Data excerpts:
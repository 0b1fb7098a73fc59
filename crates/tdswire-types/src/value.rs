//! SQL value representation.

use bytes::Bytes;
use chrono::{DateTime, FixedOffset, NaiveDate, NaiveDateTime, NaiveTime};
use uuid::Uuid;

use crate::numeric::Numeric;

/// A decoded SQL Server value.
///
/// Every wire type maps to exactly one variant; `sql_variant` columns decode
/// to the variant of the value they carry.
#[derive(Debug, Clone, PartialEq, Default)]
pub enum SqlValue {
    /// NULL value.
    #[default]
    Null,
    /// Boolean value (BIT).
    Bool(bool),
    /// 8-bit unsigned integer (TINYINT).
    TinyInt(u8),
    /// 16-bit signed integer (SMALLINT).
    SmallInt(i16),
    /// 32-bit signed integer (INT).
    Int(i32),
    /// 64-bit signed integer (BIGINT).
    BigInt(i64),
    /// 32-bit floating point (REAL).
    Float(f32),
    /// 64-bit floating point (FLOAT).
    Double(f64),
    /// Exact decimal (DECIMAL, NUMERIC, MONEY, SMALLMONEY).
    Numeric(Numeric),
    /// String value (CHAR, VARCHAR, NCHAR, NVARCHAR, TEXT, NTEXT).
    String(String),
    /// Binary value (BINARY, VARBINARY, IMAGE, UDT).
    Binary(Bytes),
    /// UUID value (UNIQUEIDENTIFIER).
    Uuid(Uuid),
    /// Date value (DATE).
    Date(NaiveDate),
    /// Time value (TIME).
    Time(NaiveTime),
    /// DateTime value (DATETIME, DATETIME2, SMALLDATETIME).
    DateTime(NaiveDateTime),
    /// DateTimeOffset value (DATETIMEOFFSET).
    DateTimeOffset(DateTime<FixedOffset>),
    /// XML document (XML).
    Xml(String),
}

impl SqlValue {
    /// Check if the value is NULL.
    #[must_use]
    pub const fn is_null(&self) -> bool {
        matches!(self, Self::Null)
    }

    /// Get the value as a bool, if it is one.
    #[must_use]
    pub const fn as_bool(&self) -> Option<bool> {
        match self {
            Self::Bool(v) => Some(*v),
            _ => None,
        }
    }

    /// Get the value as an i64 if it is any integer type.
    #[must_use]
    pub fn as_i64(&self) -> Option<i64> {
        match self {
            Self::BigInt(v) => Some(*v),
            Self::Int(v) => Some(i64::from(*v)),
            Self::SmallInt(v) => Some(i64::from(*v)),
            Self::TinyInt(v) => Some(i64::from(*v)),
            _ => None,
        }
    }

    /// Get the value as a string slice, if it is one.
    #[must_use]
    pub fn as_str(&self) -> Option<&str> {
        match self {
            Self::String(v) | Self::Xml(v) => Some(v),
            _ => None,
        }
    }

    /// Get the value as bytes, if it is binary.
    #[must_use]
    pub fn as_bytes(&self) -> Option<&[u8]> {
        match self {
            Self::Binary(v) => Some(v),
            _ => None,
        }
    }

    /// SQL type name of the variant, used in conversion errors.
    #[must_use]
    pub const fn type_name(&self) -> &'static str {
        match self {
            Self::Null => "NULL",
            Self::Bool(_) => "BIT",
            Self::TinyInt(_) => "TINYINT",
            Self::SmallInt(_) => "SMALLINT",
            Self::Int(_) => "INT",
            Self::BigInt(_) => "BIGINT",
            Self::Float(_) => "REAL",
            Self::Double(_) => "FLOAT",
            Self::Numeric(_) => "NUMERIC",
            Self::String(_) => "NVARCHAR",
            Self::Binary(_) => "VARBINARY",
            Self::Uuid(_) => "UNIQUEIDENTIFIER",
            Self::Date(_) => "DATE",
            Self::Time(_) => "TIME",
            Self::DateTime(_) => "DATETIME2",
            Self::DateTimeOffset(_) => "DATETIMEOFFSET",
            Self::Xml(_) => "XML",
        }
    }
}

macro_rules! impl_from {
    ($($ty:ty => $variant:ident),* $(,)?) => {
        $(
            impl From<$ty> for SqlValue {
                fn from(v: $ty) -> Self {
                    Self::$variant(v)
                }
            }
        )*
    };
}

impl_from! {
    bool => Bool,
    u8 => TinyInt,
    i16 => SmallInt,
    i32 => Int,
    i64 => BigInt,
    f32 => Float,
    f64 => Double,
    Numeric => Numeric,
    String => String,
    Bytes => Binary,
    Uuid => Uuid,
    NaiveDate => Date,
    NaiveTime => Time,
    NaiveDateTime => DateTime,
    DateTime<FixedOffset> => DateTimeOffset,
}

impl From<&str> for SqlValue {
    fn from(v: &str) -> Self {
        Self::String(v.to_owned())
    }
}

impl From<Vec<u8>> for SqlValue {
    fn from(v: Vec<u8>) -> Self {
        Self::Binary(Bytes::from(v))
    }
}

impl<T> From<Option<T>> for SqlValue
where
    T: Into<SqlValue>,
{
    fn from(v: Option<T>) -> Self {
        v.map_or(Self::Null, Into::into)
    }
}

■ Exercise brief ■
Transcribe each of the records above exactly.

■ Exercise answer ■
repository 0b1fb7098a73fc59
filename crates/tdswire-types/src/value.rs
//! SQL value representation.

use bytes::Bytes;
use chrono::{DateTime, FixedOffset, NaiveDate, NaiveDateTime, NaiveTime};
use uuid::Uuid;

use crate::numeric::Numeric;

/// A decoded SQL Server value.
///
/// Every wire type maps to exactly one variant; `sql_variant` columns decode
/// to the variant of the value they carry.
#[derive(Debug, Clone, PartialEq, Default)]
pub enum SqlValue {
    /// NULL value.
    #[default]
    Null,
    /// Boolean value (BIT).
    Bool(bool),
    /// 8-bit unsigned integer (TINYINT).
    TinyInt(u8),
    /// 16-bit signed integer (SMALLINT).
    SmallInt(i16),
    /// 32-bit signed integer (INT).
    Int(i32),
    /// 64-bit signed integer (BIGINT).
    BigInt(i64),
    /// 32-bit floating point (REAL).
    Float(f32),
    /// 64-bit floating point (FLOAT).
    Double(f64),
    /// Exact decimal (DECIMAL, NUMERIC, MONEY, SMALLMONEY).
    Numeric(Numeric),
    /// String value (CHAR, VARCHAR, NCHAR, NVARCHAR, TEXT, NTEXT).
    String(String),
    /// Binary value (BINARY, VARBINARY, IMAGE, UDT).
    Binary(Bytes),
    /// UUID value (UNIQUEIDENTIFIER).
    Uuid(Uuid),
    /// Date value (DATE).
    Date(NaiveDate),
    /// Time value (TIME).
    Time(NaiveTime),
    /// DateTime value (DATETIME, DATETIME2, SMALLDATETIME).
    DateTime(NaiveDateTime),
    /// DateTimeOffset value (DATETIMEOFFSET).
    DateTimeOffset(DateTime<FixedOffset>),
    /// XML document (XML).
    Xml(String),
}

impl SqlValue {
    /// Check if the value is NULL.
    #[must_use]
    pub const fn is_null(&self) -> bool {
        matches!(self, Self::Null)
    }

    /// Get the value as a bool, if it is one.
    #[must_use]
    pub const fn as_bool(&self) -> Option<bool> {
        match self {
            Self::Bool(v) => Some(*v),
            _ => None,
        }
    }

    /// Get the value as an i64 if it is any integer type.
    #[must_use]
    pub fn as_i64(&self) -> Option<i64> {
        match self {
            Self::BigInt(v) => Some(*v),
            Self::Int(v) => Some(i64::from(*v)),
            Self::SmallInt(v) => Some(i64::from(*v)),
            Self::TinyInt(v) => Some(i64::from(*v)),
            _ => None,
        }
    }

    /// Get the value as a string slice, if it is one.
    #[must_use]
    pub fn as_str(&self) -> Option<&str> {
        match self {
            Self::String(v) | Self::Xml(v) => Some(v),
            _ => None,
        }
    }

    /// Get the value as bytes, if it is binary.
    #[must_use]
    pub fn as_bytes(&self) -> Option<&[u8]> {
        match self {
            Self::Binary(v) => Some(v),
            _ => None,
        }
    }

    /// SQL type name of the variant, used in conversion errors.
    #[must_use]
    pub const fn type_name(&self) -> &'static str {
        match self {
            Self::Null => "NULL",
            Self::Bool(_) => "BIT",
            Self::TinyInt(_) => "TINYINT",
            Self::SmallInt(_) => "SMALLINT",
            Self::Int(_) => "INT",
            Self::BigInt(_) => "BIGINT",
            Self::Float(_) => "REAL",
            Self::Double(_) => "FLOAT",
            Self::Numeric(_) => "NUMERIC",
            Self::String(_) => "NVARCHAR",
            Self::Binary(_) => "VARBINARY",
            Self::Uuid(_) => "UNIQUEIDENTIFIER",
            Self::Date(_) => "DATE",
            Self::Time(_) => "TIME",
            Self::DateTime(_) => "DATETIME2",
            Self::DateTimeOffset(_) => "DATETIMEOFFSET",
            Self::Xml(_) => "XML",
        }
    }
}

macro_rules! impl_from {
    ($($ty:ty => $variant:ident),* $(,)?) => {
        $(
            impl From<$ty> for SqlValue {
                fn from(v: $ty) -> Self {
                    Self::$variant(v)
                }
            }
        )*
    };
}

impl_from! {
    bool => Bool,
    u8 => TinyInt,
    i16 => SmallInt,
    i32 => Int,
    i64 => BigInt,
    f32 => Float,
    f64 => Double,
    Numeric => Numeric,
    String => String,
    Bytes => Binary,
    Uuid => Uuid,
    NaiveDate => Date,
    NaiveTime => Time,
    NaiveDateTime => DateTime,
    DateTime<FixedOffset> => DateTimeOffset,
}

impl From<&str> for SqlValue {
    fn from(v: &str) -> Self {
        Self::String(v.to_owned())
    }
}

impl From<Vec<u8>> for SqlValue {
    fn from(v: Vec<u8>) -> Self {
        Self::Binary(Bytes::from(v))
    }
}

impl<T> From<Option<T>> for SqlValue
where
    T: Into<SqlValue>,
{
    fn from(v: Option<T>) -> Self {
        v.map_or(Self::Null, Into::into)
    }
}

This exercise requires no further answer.